Brief: Count every line of the listing where the string "None" occurs, and reply with the count alone.

□ □ □ □ □

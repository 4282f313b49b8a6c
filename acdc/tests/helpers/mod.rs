//! Test Helper Utilities
//!
//! In-memory `WikiApi` that records every call and applies writes to its own
//! entity state, so a batch can be re-run against the result.

#![allow(dead_code)]

use std::collections::{BTreeMap, HashMap};
use std::sync::Mutex;

use acdc::mediawiki::{CategoryMembers, Continuation, PageInfo, PageQuery, WikiApi, WikiError};
use acdc::services::StopSignal;
use acdc_common::datamodel::{
    DesiredStatement, EntityId, EntityRecord, Guid, PropertyId, QualifierSet, Rank, Snak,
    Statement, StatementGroup,
};
use async_trait::async_trait;

/// One recorded API call
#[derive(Debug, Clone, PartialEq)]
pub enum Call {
    QueryPages(Vec<String>),
    GetEntities(Vec<EntityId>),
    SetClaim {
        statement: Statement,
        base_revision: Option<u64>,
        tags: Vec<String>,
    },
    RemoveClaims {
        guids: Vec<Guid>,
        base_revision: Option<u64>,
        tags: Vec<String>,
    },
    CategoryMembers(String),
    Search(String),
}

impl Call {
    pub fn is_write(&self) -> bool {
        matches!(self, Call::SetClaim { .. } | Call::RemoveClaims { .. })
    }
}

#[derive(Default)]
pub struct FakeWiki {
    pages: HashMap<String, u64>,
    normalizations: HashMap<String, String>,
    entities: Mutex<HashMap<EntityId, EntityRecord>>,
    categories: HashMap<String, Vec<Vec<String>>>,
    search_results: Vec<String>,
    calls: Mutex<Vec<Call>>,
    fail_write: Option<(usize, String)>,
    stop_after_writes: Mutex<Option<(usize, StopSignal)>>,
    fail_queries: bool,
    panic_on_write: bool,
}

impl FakeWiki {
    pub fn new() -> Self {
        Self::default()
    }

    /// Existing page without structured data
    pub fn with_page(mut self, title: &str, page_id: u64) -> Self {
        self.pages.insert(title.to_string(), page_id);
        self
    }

    /// Existing statement on the entity of `page_id` (revision starts at 100)
    pub fn with_statement(self, page_id: u64, statement: Statement) -> Self {
        {
            let id = EntityId::for_page(page_id);
            let mut entities = self.entities.lock().unwrap();
            let record = entities.entry(id.clone()).or_insert_with(|| EntityRecord {
                id,
                last_revision: Some(100),
                missing: false,
                statements: BTreeMap::new(),
            });
            record
                .statements
                .entry(statement.property().clone())
                .or_insert_with(|| StatementGroup::new(Vec::new()))
                .statements
                .push(statement);
        }
        self
    }

    pub fn with_normalization(mut self, from: &str, to: &str) -> Self {
        self.normalizations.insert(from.to_string(), to.to_string());
        self
    }

    /// Category listing served in the given pages (continuation between them)
    pub fn with_category(mut self, category: &str, pages: Vec<Vec<&str>>) -> Self {
        self.categories.insert(
            category.to_string(),
            pages
                .into_iter()
                .map(|page| page.into_iter().map(str::to_string).collect())
                .collect(),
        );
        self
    }

    pub fn with_search_results(mut self, titles: &[&str]) -> Self {
        self.search_results = titles.iter().map(|t| t.to_string()).collect();
        self
    }

    /// The `n`-th write (0-based) fails with the given API error code
    pub fn fail_write(mut self, n: usize, code: &str) -> Self {
        self.fail_write = Some((n, code.to_string()));
        self
    }

    /// Request a stop on `signal` once `n` writes succeeded
    pub fn stop_after_writes(self, n: usize, signal: StopSignal) -> Self {
        self.arm_stop(n, signal);
        self
    }

    /// Same as [`FakeWiki::stop_after_writes`] for an already shared fake
    pub fn arm_stop(&self, n: usize, signal: StopSignal) {
        *self.stop_after_writes.lock().unwrap() = Some((n, signal));
    }

    /// Every write panics instead of returning
    pub fn panicking_writes(mut self) -> Self {
        self.panic_on_write = true;
        self
    }

    pub fn failing_queries(mut self) -> Self {
        self.fail_queries = true;
        self
    }

    pub fn calls(&self) -> Vec<Call> {
        self.calls.lock().unwrap().clone()
    }

    pub fn writes(&self) -> Vec<Call> {
        self.calls().into_iter().filter(Call::is_write).collect()
    }

    pub fn query_calls(&self) -> Vec<Vec<String>> {
        self.calls()
            .into_iter()
            .filter_map(|c| match c {
                Call::QueryPages(titles) => Some(titles),
                _ => None,
            })
            .collect()
    }

    pub fn entity(&self, page_id: u64) -> Option<EntityRecord> {
        self.entities
            .lock()
            .unwrap()
            .get(&EntityId::for_page(page_id))
            .cloned()
    }

    pub fn statements(&self, page_id: u64, property: &str) -> Vec<Statement> {
        self.entity(page_id)
            .map(|e| e.statements_for(&p(property)).to_vec())
            .unwrap_or_default()
    }

    fn record(&self, call: Call) -> usize {
        let mut calls = self.calls.lock().unwrap();
        calls.push(call);
        calls.iter().filter(|c| c.is_write()).count()
    }

    fn check_write(&self, write_number: usize) -> Result<(), WikiError> {
        if self.panic_on_write {
            panic!("write {} panicked", write_number);
        }
        if let Some((n, code)) = &self.fail_write {
            if write_number == n + 1 {
                return Err(WikiError::from_api(code.clone(), "injected failure"));
            }
        }
        Ok(())
    }

    fn after_write(&self, write_number: usize) {
        if let Some((n, signal)) = self.stop_after_writes.lock().unwrap().as_ref() {
            if write_number == *n {
                signal.request();
            }
        }
    }
}

#[async_trait]
impl WikiApi for FakeWiki {
    async fn query_pages(&self, titles: &[String]) -> Result<PageQuery, WikiError> {
        self.record(Call::QueryPages(titles.to_vec()));
        if self.fail_queries {
            return Err(WikiError::Network("connection refused".to_string()));
        }

        let mut query = PageQuery::default();
        for title in titles {
            let canonical = match self.normalizations.get(title) {
                Some(to) => {
                    query.normalized.push((title.clone(), to.clone()));
                    to.clone()
                }
                None => title.clone(),
            };
            if query.pages.iter().all(|p| p.title != canonical) {
                query.pages.push(PageInfo {
                    page_id: self.pages.get(&canonical).copied(),
                    title: canonical,
                });
            }
        }
        Ok(query)
    }

    async fn get_entities(
        &self,
        ids: &[EntityId],
        _props: &[&str],
    ) -> Result<Vec<EntityRecord>, WikiError> {
        self.record(Call::GetEntities(ids.to_vec()));
        let entities = self.entities.lock().unwrap();
        Ok(ids
            .iter()
            .map(|id| {
                entities
                    .get(id)
                    .cloned()
                    .unwrap_or_else(|| EntityRecord::empty(id.clone()))
            })
            .collect())
    }

    async fn set_claim(
        &self,
        statement: &Statement,
        base_revision: Option<u64>,
        tags: &[String],
    ) -> Result<(), WikiError> {
        let n = self.record(Call::SetClaim {
            statement: statement.clone(),
            base_revision,
            tags: tags.to_vec(),
        });
        self.check_write(n)?;

        {
            let entity_id = EntityId::parse(statement.id.entity_part())
                .map_err(|e| WikiError::Parse(e.to_string()))?;
            let mut entities = self.entities.lock().unwrap();
            let record = entities
                .entry(entity_id.clone())
                .or_insert_with(|| EntityRecord::empty(entity_id));
            record.missing = false;
            record.last_revision = Some(record.last_revision.unwrap_or(0) + 1);
            let group = record
                .statements
                .entry(statement.property().clone())
                .or_insert_with(|| StatementGroup::new(Vec::new()));
            match group.statements.iter_mut().find(|s| s.id == statement.id) {
                Some(existing) => *existing = statement.clone(),
                None => group.statements.push(statement.clone()),
            }
        }

        self.after_write(n);
        Ok(())
    }

    async fn remove_claims(
        &self,
        guids: &[Guid],
        base_revision: Option<u64>,
        tags: &[String],
    ) -> Result<(), WikiError> {
        let n = self.record(Call::RemoveClaims {
            guids: guids.to_vec(),
            base_revision,
            tags: tags.to_vec(),
        });
        self.check_write(n)?;

        {
            let mut entities = self.entities.lock().unwrap();
            for record in entities.values_mut() {
                let mut touched = false;
                for group in record.statements.values_mut() {
                    let before = group.statements.len();
                    group.statements.retain(|s| !guids.contains(&s.id));
                    touched |= group.statements.len() != before;
                }
                record.statements.retain(|_, group| !group.is_empty());
                if touched {
                    record.last_revision = Some(record.last_revision.unwrap_or(0) + 1);
                }
            }
        }

        self.after_write(n);
        Ok(())
    }

    async fn category_members(
        &self,
        category: &str,
        continuation: Option<&Continuation>,
    ) -> Result<CategoryMembers, WikiError> {
        self.record(Call::CategoryMembers(category.to_string()));
        let pages = self.categories.get(category).cloned().unwrap_or_default();
        let index: usize = continuation
            .and_then(|c| c.get("cmcontinue"))
            .and_then(|v| v.parse().ok())
            .unwrap_or(0);

        let titles = pages.get(index).cloned().unwrap_or_default();
        let continuation = (index + 1 < pages.len()).then(|| {
            let mut next = Continuation::new();
            next.insert("cmcontinue".to_string(), (index + 1).to_string());
            next.insert("continue".to_string(), "-||".to_string());
            next
        });
        Ok(CategoryMembers {
            titles,
            continuation,
        })
    }

    async fn search_titles(&self, prefix: &str) -> Result<Vec<String>, WikiError> {
        self.record(Call::Search(prefix.to_string()));
        Ok(self
            .search_results
            .iter()
            .filter(|t| t.starts_with(prefix))
            .cloned()
            .collect())
    }
}

// ============================================================================
// Data builders
// ============================================================================

pub fn p(id: &str) -> PropertyId {
    PropertyId::parse(id).unwrap()
}

pub fn guid(value: &str) -> Guid {
    Guid::parse(value).unwrap()
}

/// Existing `property: item` statement with no qualifiers, rank Normal
pub fn item_statement(guid_value: &str, property: &str, item: &str) -> Statement {
    Statement {
        id: guid(guid_value),
        main_snak: Snak::item(p(property), item),
        qualifiers: QualifierSet::new(),
        rank: Rank::Normal,
        references: Vec::new(),
    }
}

pub fn desired(property: &str, item: &str) -> DesiredStatement {
    DesiredStatement::new(Snak::item(p(property), item))
}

□ □ □ □ □

Exercise answer: 3